A partir da investigação realizada neste trabalho, verificou-se que algumas representações seguem caminhos de preconceito e discriminação sobre os idosos LGBTQIA+, principalmente fundamentadas na visão religiosa, que acaba por causar marginalização e exclusão social; outras vão pela lógica de que o que importa é se a pessoa está feliz em ser e viver dessa forma, uma vez que isto diz respeito somente a ela e outras pessoas não devem interferir nessa circunstância; por fim, outras compreensões seguem a lógica de que estas pessoas devem ser respeitadas no que tange à sua identidade de gênero e/ou orientação sexual, visto que são iguais em direitos e deveres como qualquer outra população e também devem ter oportunidades.

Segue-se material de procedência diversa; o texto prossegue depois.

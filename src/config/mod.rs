use chrono::{DateTime, Utc};
use serde::{Deserialize, Serialize};
use std::{
    fs::{self, File},
    io::Write,
    path::{Path, PathBuf},
};

use crate::{
    core::utils::{ensure_dir, sanitize_note, PathResolver},
    errors::{LedgerError, Result},
    ledger::{DefaultAccount, JournalSequence},
};

const BACKUP_EXTENSION: &str = "json";
const BACKUP_TIMESTAMP_FORMAT: &str = "%Y%m%d_%H%M";
const TMP_SUFFIX: &str = "tmp";

/// Account codes behind the named defaults used by generation rules.
#[derive(Debug, Clone, Serialize, Deserialize, PartialEq, Eq)]
pub struct DefaultAccounts {
    pub receivable: String,
    pub payable: String,
    pub cash: String,
    pub retained_earnings: String,
}

impl Default for DefaultAccounts {
    fn default() -> Self {
        Self {
            receivable: "1301".into(),
            payable: "2101".into(),
            cash: "1101".into(),
            retained_earnings: "3101".into(),
        }
    }
}

impl DefaultAccounts {
    pub fn code(&self, account: DefaultAccount) -> &str {
        match account {
            DefaultAccount::Receivable => &self.receivable,
            DefaultAccount::Payable => &self.payable,
            DefaultAccount::Cash => &self.cash,
            DefaultAccount::RetainedEarnings => &self.retained_earnings,
        }
    }
}

#[derive(Debug, Clone, Serialize, Deserialize, PartialEq)]
pub struct Config {
    #[serde(default = "Config::default_journal_prefix")]
    pub journal_prefix: String,
    #[serde(default = "Config::default_journal_number_width")]
    pub journal_number_width: usize,
    #[serde(default)]
    pub default_accounts: DefaultAccounts,
    #[serde(default = "Config::default_actor_value")]
    pub default_actor: String,
    #[serde(skip_serializing_if = "Option::is_none")]
    pub last_opened_ledger: Option<String>,
    #[serde(skip_serializing_if = "Option::is_none")]
    /// Optional custom root for ledgers and backups. Defaults to `~/.fund_ledger`.
    pub data_root: Option<PathBuf>,
}

impl Default for Config {
    fn default() -> Self {
        Self {
            journal_prefix: Self::default_journal_prefix(),
            journal_number_width: Self::default_journal_number_width(),
            default_accounts: DefaultAccounts::default(),
            default_actor: Self::default_actor_value(),
            last_opened_ledger: None,
            data_root: None,
        }
    }
}

impl Config {
    pub fn default_journal_prefix() -> String {
        "JV".into()
    }

    pub fn default_journal_number_width() -> usize {
        6
    }

    pub fn default_actor_value() -> String {
        "system".into()
    }

    pub fn journal_sequence(&self) -> JournalSequence {
        JournalSequence::new(self.journal_prefix.clone(), self.journal_number_width)
    }

    pub fn resolve_data_root(&self) -> PathBuf {
        PathResolver::resolve_base(self.data_root.clone())
    }
}

/// Handles persistence and backup management for [`Config`].
pub struct ConfigManager {
    path: PathBuf,
    backups_dir: PathBuf,
}

impl ConfigManager {
    pub fn new() -> Result<Self> {
        Self::from_base(PathResolver::base_dir())
    }

    pub fn with_base_dir(base: PathBuf) -> Result<Self> {
        Self::from_base(base)
    }

    fn from_base(base: PathBuf) -> Result<Self> {
        ensure_dir(&base)?;
        ensure_dir(&PathResolver::config_dir_in(&base))?;
        let backups_dir = PathResolver::config_backup_dir_in(&base);
        ensure_dir(&backups_dir)?;
        Ok(Self {
            path: PathResolver::config_file_in(&base),
            backups_dir,
        })
    }

    pub fn load(&self) -> Result<Config> {
        if self.path.exists() {
            let data = fs::read_to_string(&self.path)?;
            serde_json::from_str(&data).map_err(|err| LedgerError::Config(err.to_string()))
        } else {
            Ok(Config::default())
        }
    }

    pub fn save(&self, config: &Config) -> Result<()> {
        if config.journal_prefix.trim().is_empty() {
            return Err(LedgerError::Config("journal prefix cannot be empty".into()));
        }
        if let Some(parent) = self.path.parent() {
            ensure_dir(parent)?;
        }
        let json = serde_json::to_string_pretty(config)?;
        let tmp = tmp_path(&self.path);
        write_atomic(&tmp, &json)?;
        fs::rename(&tmp, &self.path)?;
        Ok(())
    }

    pub fn backup(&self, config: &Config, note: Option<&str>) -> Result<String> {
        ensure_dir(&self.backups_dir)?;
        let timestamp = Utc::now().format(BACKUP_TIMESTAMP_FORMAT).to_string();
        let mut name = format!("config_{}", timestamp);
        if let Some(label) = sanitize_note(note) {
            name.push('_');
            name.push_str(&label);
        }
        name.push_str(&format!(".{}", BACKUP_EXTENSION));
        let path = self.backups_dir.join(&name);
        let json = serde_json::to_string_pretty(config)?;
        write_atomic(&path, &json)?;
        Ok(name)
    }

    pub fn restore(&self, backup_name: &str) -> Result<Config> {
        let path = self.backups_dir.join(backup_name);
        if !path.exists() {
            return Err(LedgerError::Storage(format!(
                "configuration backup `{}` not found",
                backup_name
            )));
        }
        let data = fs::read_to_string(&path)?;
        serde_json::from_str(&data).map_err(|err| LedgerError::Config(err.to_string()))
    }

    pub fn list_backups(&self) -> Result<Vec<String>> {
        if !self.backups_dir.exists() {
            return Ok(Vec::new());
        }
        let mut entries = Vec::new();
        for entry in fs::read_dir(&self.backups_dir)? {
            let path = entry?.path();
            if path.extension().and_then(|ext| ext.to_str()) != Some(BACKUP_EXTENSION) {
                continue;
            }
            if let Some(name) = path.file_name().and_then(|name| name.to_str()) {
                entries.push(name.to_string());
            }
        }
        entries.sort_by(|a, b| parse_timestamp(b).cmp(&parse_timestamp(a)).then(b.cmp(a)));
        Ok(entries)
    }

    pub fn path(&self) -> &Path {
        &self.path
    }
}

fn parse_timestamp(name: &str) -> Option<DateTime<Utc>> {
    let trimmed = name.strip_suffix(&format!(".{}", BACKUP_EXTENSION))?;
    let mut segments = trimmed.split('_').skip(1);
    let date_part = segments.next()?;
    let time_part = segments.next()?;
    if date_part.len() != 8 || time_part.len() != 4 {
        return None;
    }
    let raw = format!("{}{}", date_part, time_part);
    chrono::NaiveDateTime::parse_from_str(&raw, "%Y%m%d%H%M")
        .ok()
        .map(|naive| DateTime::from_naive_utc_and_offset(naive, Utc))
}

pub(crate) fn tmp_path(path: &Path) -> PathBuf {
    let mut tmp = path.to_path_buf();
    let ext = match path.extension().and_then(|ext| ext.to_str()) {
        Some(existing) => format!("{}.{}", existing, TMP_SUFFIX),
        None => TMP_SUFFIX.to_string(),
    };
    tmp.set_extension(ext);
    tmp
}

pub(crate) fn write_atomic(path: &Path, data: &str) -> Result<()> {
    if let Some(parent) = path.parent() {
        ensure_dir(parent)?;
    }
    let mut file = File::create(path)?;
    file.write_all(data.as_bytes())?;
    file.flush()?;
    Ok(())
}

Particularmente ao público feminino, ainda houve a compreensão de que os idosos LGBTQIA+ necessitam de recursos que funcionem como apoio e ajuda na luta contra as desigualdades enfrentadas.
Assim, considera-se que o objetivo da pesquisa foi alcançado, tendo por base que as representações sociais do referido público foram conhecidas e analisadas. O estudo também contou com algumas limitações, principalmente porque foi diretamente afetada pela pandemia do COVID- 19, fazendo com que o aceso a estas pessoas fosse dificultado. É importante ressaltar que estas representações sociais aqui obtidas não devem ser generalizadas, uma vez que o contexto social, histórico e cultural de cada ser interfere diretamente na construção destas.
Dessa forma, é importante entender que as formas identitárias são diversas e construídas a partir dos processos subjetivos e de socialização. Logo, para que haja uma transformação social no que diz respeito à desconstrução das estruturas desiguais para idosos LGBTQIA+, a Psicologia se faz fundamental para o entendimento da diversidade da sexualidade humana, que está para além do campo biológico e/ou cis heterossexual, sendo possíveis outras formas de ser e se expressar, as quais também são válidas e devem ser respeitadas enquanto legítimas.